MLOps for Generative AI
Operationalizing Generative AI
Lifecycle of Generative AI system
- Discover
Finding the right tool for the job:
- Quality : How good is the model at actually doing what we need it to do (Benchmark scores, latency, costs, legal and compliance considerations etc.)
- Vertex Model Garden : Collection of a lot of models at one place to choose from
- Develop and Experiment
- Refinement of data, playing around with the model, evaluating the results
- Evaluate
- Deploy
- Govern
Prompted Model Component
- In traditional AI, we have a model and input and we are good to go
- But in Generative AI, we have an extra layer The Prompt.
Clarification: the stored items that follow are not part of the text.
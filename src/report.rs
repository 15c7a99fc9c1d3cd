use serde::Serialize;

use crate::{repository::ItemId, warning::RowWarning};

/// Result of importing one data row. `row` is the 1-based data row number.
#[derive(Debug, Clone, PartialEq, Eq, Serialize)]
#[serde(tag = "outcome", rename_all = "snake_case")]
pub enum RowOutcome {
    Success {
        row: usize,
        item_id: ItemId,
        created: bool,
        warnings: Vec<RowWarning>,
    },
    Error {
        row: usize,
        message: String,
        warnings: Vec<RowWarning>,
    },
}

impl RowOutcome {
    pub fn row(&self) -> usize {
        match self {
            Self::Success { row, .. } | Self::Error { row, .. } => *row,
        }
    }

    pub fn item_id(&self) -> Option<ItemId> {
        match self {
            Self::Success { item_id, .. } => Some(*item_id),
            Self::Error { .. } => None,
        }
    }

    pub fn warnings(&self) -> &[RowWarning] {
        match self {
            Self::Success { warnings, .. } | Self::Error { warnings, .. } => warnings,
        }
    }
}

/// Ordered per-row outcomes plus aggregate counts.
#[derive(Debug, Clone, Default, PartialEq, Eq, Serialize)]
pub struct ImportReport {
    pub total: usize,
    pub created: usize,
    pub updated: usize,
    pub failed: usize,
    pub warnings: usize,
    pub outcomes: Vec<RowOutcome>,
}

impl ImportReport {
    pub fn push(&mut self, outcome: RowOutcome) {
        self.total += 1;
        match &outcome {
            RowOutcome::Success { created: true, .. } => self.created += 1,
            RowOutcome::Success { created: false, .. } => self.updated += 1,
            RowOutcome::Error { .. } => self.failed += 1,
        }
        self.warnings += outcome.warnings().len();
        self.outcomes.push(outcome);
    }

    pub fn succeeded(&self) -> usize {
        self.created + self.updated
    }
}
use std::{path::PathBuf, time::Duration};

use tokio::{
    io::{AsyncReadExt as _, AsyncWriteExt as _},
    net::{TcpListener, TcpStream},
};

use crate::{
    media::{self, HttpMediaResolver, MediaResolver as _},
    repository::sqlite::LocalDatabase,
};

const SUNRISE: &[u8] = b"\x89PNG\r\n\x1a\nnot really a png";

/// Minimal HTTP/1.1 responder: `/covers/sunrise.png` is served, anything
/// else is a 404.
async fn respond(mut socket: TcpStream) {
    let mut request = Vec::new();
    let mut buf = [0u8; 1024];
    while !request.windows(4).any(|window| window == b"\r\n\r\n") {
        match socket.read(&mut buf).await {
            Ok(0) | Err(_) => return,
            Ok(n) => request.extend_from_slice(&buf[..n]),
        }
    }
    let response = if request.starts_with(b"GET /covers/sunrise.png ") {
        let mut response = format!(
            "HTTP/1.1 200 OK\r\nContent-Type: application/octet-stream\r\nContent-Length: {}\r\nConnection: close\r\n\r\n",
            SUNRISE.len()
        )
        .into_bytes();
        response.extend_from_slice(SUNRISE);
        response
    } else {
        b"HTTP/1.1 404 Not Found\r\nContent-Length: 0\r\nConnection: close\r\n\r\n".to_vec()
    };
    socket.write_all(&response).await.ok();
    socket.shutdown().await.ok();
}

async fn serve(listener: TcpListener) {
    while let Ok((socket, _)) = listener.accept().await {
        tokio::spawn(respond(socket));
    }
}

#[tokio::test]
async fn http_resolver_hashes_and_stores() {
    let listener = TcpListener::bind("127.0.0.1:0").await.unwrap();
    let addr = listener.local_addr().unwrap();
    tokio::spawn(serve(listener));

    let db = LocalDatabase::open("sqlite::memory:").await.unwrap();
    let client = reqwest::Client::builder()
        .no_proxy()
        .timeout(Duration::from_secs(5))
        .build()
        .unwrap();
    let resolver = HttpMediaResolver::with_client(db.asset_client(), client);

    let asset = resolver
        .resolve(&format!("http://{addr}/covers/sunrise.png"))
        .await
        .unwrap();
    let hash = blake3::hash(SUNRISE);
    assert_eq!(asset.hash, hash);
    assert_eq!(
        asset.path,
        PathBuf::from(hash.to_hex().as_str()).join("sunrise.png")
    );
    assert_eq!(asset.content_type, "image/png");
    assert_eq!(asset.size, SUNRISE.len() as u64);
    assert_eq!(
        asset.source.as_str(),
        format!("http://{addr}/covers/sunrise.png")
    );

    let (content_type, content) = sqlx::query_as::<_, (String, Vec<u8>)>(
        "SELECT content_type, content FROM assets WHERE path = ?",
    )
    .bind(asset.path.display().to_string())
    .fetch_one(db.pool())
    .await
    .unwrap();
    assert_eq!(content_type, "image/png");
    assert_eq!(content, SUNRISE);

    let missing = resolver
        .resolve(&format!("http://{addr}/covers/missing.png"))
        .await;
    match missing {
        Err(media::Error::Fetch { error, .. }) => {
            assert_eq!(error.status(), Some(reqwest::StatusCode::NOT_FOUND));
        }
        other => panic!("expected a fetch error, got {other:?}"),
    }
    let stored: i64 = sqlx::query_scalar("SELECT COUNT(*) FROM assets")
        .fetch_one(db.pool())
        .await
        .unwrap();
    assert_eq!(stored, 1);
}
//! Featured media resolution
//!
//! A [`MediaResolver`] turns the image URL of a row into an [`AssetRef`].
//! [`HttpMediaResolver`] downloads the image and hands the bytes to an
//! [`AssetStore`].

use std::{
    path::{Path, PathBuf},
    time::Duration,
};

use serde::{Deserialize, Serialize};
use tracing::{debug, trace};
use url::Url;

#[derive(Debug, thiserror::Error)]
pub enum Error {
    #[error("no image URL given")]
    EmptyUrl,
    #[error("media download disabled")]
    Disabled,
    #[error("invalid image URL ({url}): {error}")]
    InvalidUrl { error: url::ParseError, url: String },
    #[error("unsupported image URL scheme ({url})")]
    UnsupportedScheme { url: Url },
    #[error("failed to fetch remote image ({url}): {error}")]
    Fetch { error: reqwest::Error, url: Url },
    #[error("failed to store asset ({}): {detail}", path.display())]
    Store { path: PathBuf, detail: String },
}

impl Error {
    /// Whether the row simply had nothing to resolve.
    pub fn is_absent(&self) -> bool {
        matches!(self, Self::EmptyUrl | Self::Disabled)
    }
}

mod serde_hash {
    use serde::Deserialize as _;

    pub fn deserialize<'de, D>(deserializer: D) -> Result<blake3::Hash, D::Error>
    where
        D: serde::Deserializer<'de>,
    {
        use std::str::FromStr as _;
        let s = String::deserialize(deserializer)?;
        blake3::Hash::from_str(&s).map_err(serde::de::Error::custom)
    }

    pub fn serialize<S: serde::Serializer>(hash: &blake3::Hash, s: S) -> Result<S::Ok, S::Error> {
        s.serialize_str(&hash.to_string())
    }
}

/// Handle to a stored media object.
#[derive(Serialize, Deserialize, Debug, Clone, PartialEq, Eq, Hash)]
pub struct AssetRef {
    #[serde(with = "serde_hash")]
    pub hash: blake3::Hash,
    pub path: PathBuf,
    pub content_type: String,
    pub size: u64,
    pub source: Url,
}

pub trait MediaResolver {
    fn resolve(&self, url: &str) -> impl Future<Output = Result<AssetRef, Error>>;
}

pub trait AssetStore {
    type Error: std::fmt::Display;

    fn put(
        &self,
        path: &Path,
        content_type: &str,
        content: &[u8],
    ) -> impl Future<Output = Result<(), Self::Error>>;
}

/// Resolver used when downloads are switched off.
pub struct DisabledMedia;

impl MediaResolver for DisabledMedia {
    async fn resolve(&self, _url: &str) -> Result<AssetRef, Error> {
        Err(Error::Disabled)
    }
}

pub struct HttpMediaResolver<A> {
    client: reqwest::Client,
    store: A,
}

impl<A> HttpMediaResolver<A> {
    pub fn new(store: A, timeout: Duration) -> Result<Self, reqwest::Error> {
        Ok(Self::with_client(
            store,
            reqwest::Client::builder().timeout(timeout).build()?,
        ))
    }

    pub fn with_client(store: A, client: reqwest::Client) -> Self {
        Self { client, store }
    }
}

/// Parse and check an image URL without touching the network.
pub fn parse_url(src: &str) -> Result<Url, Error> {
    let src = src.trim();
    if src.is_empty() {
        return Err(Error::EmptyUrl);
    }
    let url = Url::parse(src).map_err(|error| Error::InvalidUrl {
        error,
        url: src.to_owned(),
    })?;
    if !matches!(url.scheme(), "http" | "https") {
        return Err(Error::UnsupportedScheme { url });
    }
    Ok(url)
}

/// File name for the stored object, taken from the last URL path segment.
pub fn file_name(url: &Url, hash: &blake3::Hash) -> String {
    let name = url
        .path_segments()
        .and_then(|mut segments| segments.next_back())
        .map(|segment| {
            segment
                .chars()
                .map(|c| {
                    if c.is_ascii_alphanumeric() || matches!(c, '.' | '-' | '_') {
                        c
                    } else {
                        '-'
                    }
                })
                .collect::<String>()
        })
        .unwrap_or_default();
    let name = name.trim_matches(|c| c == '.' || c == '-');
    if name.is_empty() {
        hash.to_hex().to_string()
    } else {
        name.to_owned()
    }
}

impl<A: AssetStore> MediaResolver for HttpMediaResolver<A> {
    async fn resolve(&self, src: &str) -> Result<AssetRef, Error> {
        let url = parse_url(src)?;
        let fetch_error = |error| Error::Fetch {
            error,
            url: url.clone(),
        };
        let body = self
            .client
            .get(url.clone())
            .send()
            .await
            .and_then(reqwest::Response::error_for_status)
            .map_err(fetch_error)?
            .bytes()
            .await
            .map_err(fetch_error)?;
        trace!(%url, size = body.len(), "downloaded image");

        let hash = blake3::hash(&body);
        let name = file_name(&url, &hash);
        let content_type = mime_guess::from_path(&name)
            .first_or_octet_stream()
            .essence_str()
            .to_owned();
        let path = PathBuf::from(hash.to_hex().as_str()).join(&name);
        self.store
            .put(&path, &content_type, &body)
            .await
            .map_err(|error| Error::Store {
                path: path.clone(),
                detail: error.to_string(),
            })?;
        debug!(%url, path = %path.display(), "stored image");
        Ok(AssetRef {
            hash,
            path,
            content_type,
            size: body.len() as _,
            source: url,
        })
    }
}

/// Writes assets below a local directory.
pub struct LocalDirStore {
    dir: PathBuf,
}

impl LocalDirStore {
    pub fn new(dir: impl Into<PathBuf>) -> Self {
        Self { dir: dir.into() }
    }
}

impl AssetStore for LocalDirStore {
    type Error = std::io::Error;

    async fn put(&self, path: &Path, _content_type: &str, content: &[u8]) -> Result<(), Self::Error> {
        let path = self.dir.join(path);
        if let Some(parent) = path.parent() {
            tokio::fs::create_dir_all(parent).await?;
        }
        tokio::fs::write(path, content).await
    }
}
Often, we use a prompt template (Structured way of providing instructions and information to the model)
- It’s the combination of the model and the prompt
Chain & Augment
- Connecting multiple prompted model components together along with calls to some external APIs, custom logic etc. all working together to solve complex problems
- Commonly known chaining pattern :
- RAG : Deals with the recency issue and hallucination, at the time of query we feed the relevant information to the model. Helps ground the model’s response
- Agents : They use the LLM as brain and interact with different tools. They can take actions based on the information they’re processing
- VertexAI helps build and manage these chains (Has integration with LangChain)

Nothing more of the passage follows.